Recipes developed by Dr. Wilma A. Hurtada (College of Human Ecology) and Dr. Felicito M. Rodriguez (College of Human Ecology) in coordination with Dr. Artemio M. Salazar (Institute of Plant Breeding, College of Agriculture)

KORN POLVORON

Ingredients:
1 cup corn flour
½ cup all purpose flour
1 cup sugar (white, brown, or muscovado)
1 cup powdered milk
6 tablespoons melted butter

Cooking Procedure

  1. In a mixing bowl, combine the powdered milk and sugar.
  2. In a heated frying pan, combine and toast the corn flour and all purpose flour until the colors turn light brown. Make sure to stir while toasting to prevent the flour from being burnt. Turn off the heat afterwards.
  3. Add the mixture of powdered milk and sugar.
  4. Stir well until every ingredient is well distributed and while the mixture is still hot.
  5. Pour in the melted butter or margarine and mix well.
  6. After mixing, let it stand for at least 10 minutes to allow the butter to cool.

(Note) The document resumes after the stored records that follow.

//! Submit flow: select stale targets, build the bulk request, create the
//! provider batch, and record it as pending.

use super::request::build_batch_document;
use crate::provider::BatchProvider;
use crate::store::ScoringStore;
use anyhow::{Context, Result};
use chrono::{Duration, Utc};
use tracing::info;

/// Upper bound on targets per batch, kept small for cost control.
pub const BATCH_TARGET_LIMIT: usize = 50;

/// A score older than this is due for re-scoring.
pub const STALE_AFTER_DAYS: i64 = 7;

#[derive(Debug, PartialEq, Eq)]
pub enum SubmitOutcome {
    /// Nothing is unscored or stale; no batch was created.
    NoTargets,
    Submitted {
        batch_id: String,
        target_count: usize,
    },
}

/// Run one submit cycle.
///
/// The batch is recorded locally only after the provider accepts it. A crash
/// between those two steps leaves an orphaned provider batch whose results
/// are never fetched; it costs money but corrupts nothing.
pub async fn run_submit(
    store: &dyn ScoringStore,
    provider: &dyn BatchProvider,
    model: &str,
    limit: usize,
) -> Result<SubmitOutcome> {
    let stale_before = Utc::now() - Duration::days(STALE_AFTER_DAYS);
    let targets = store
        .targets_needing_score(limit, stale_before)
        .context("Failed to select targets needing a score")?;

    if targets.is_empty() {
        info!("No targets need scoring");
        return Ok(SubmitOutcome::NoTargets);
    }
    info!(count = targets.len(), "Found targets needing scores");

    let document = build_batch_document(&targets, model);
    let input_file_id = provider
        .upload_batch_file(&document)
        .await
        .context("Failed to upload batch input file")?;
    info!(%input_file_id, "Uploaded batch input file");

    let batch_id = provider
        .create_batch(&input_file_id)
        .await
        .context("Failed to create provider batch")?;
    info!(%batch_id, "Created batch");

    let target_ids: Vec<String> = targets.iter().map(|t| t.id.clone()).collect();
    store
        .record_batch_start(&batch_id, &target_ids)
        .context("Failed to record batch start")?;

    Ok(SubmitOutcome::Submitted {
        batch_id,
        target_count: targets.len(),
    })
}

This will make the mixture more intact.
  7. Scoop the mixture using a Polvoron molder.
  8. Wrap the scooped Polvoron using cellophane or Japanese paper.
  9. KORN PASTILLAS

    Ingredients:
    1 cup corn flour
    2 ½ cups powdered milk
    2 ½ cups sugar white, brown or muscovado
    1 large can evaporated milk
    ¼ teaspoon vanilla essence
    2 tablespoons butter
    1 cup water

    Cooking Procedure:

    1. In a large bowl, mix the corn flour, powdered milk, and evaporated milk.
    2. In a pan, cook the mixture over low heat until it reaches a texture similar to a dough.
    3. Scoop the mixture and mold into cylinders.
    4. Roll each molded cylindrical mixture on sugar.
    5. Wrap the molded mixture in cellophane or wax paper.

      KORN CHAMPORADO

      Ingredients:
      1 cup corn grits
      Cocoa
      Sugar (white, brown, or muscovado)
      Evaporated milk

      Cooking Procedure

      1. Soak the corn grits in water for 20 to 30 minutes.
      2. Soak the cocoa and sugar in water until melted.
      3. Cook the soaked corn grits according to preferred consistency. Modify the consistency by adjusting the water to be added. Make sure that the corn grits are already soft before adding the melted cocoa and sugar.
      4. Add cocoa and sugar according to taste.
      5. Serve with evaporated milk.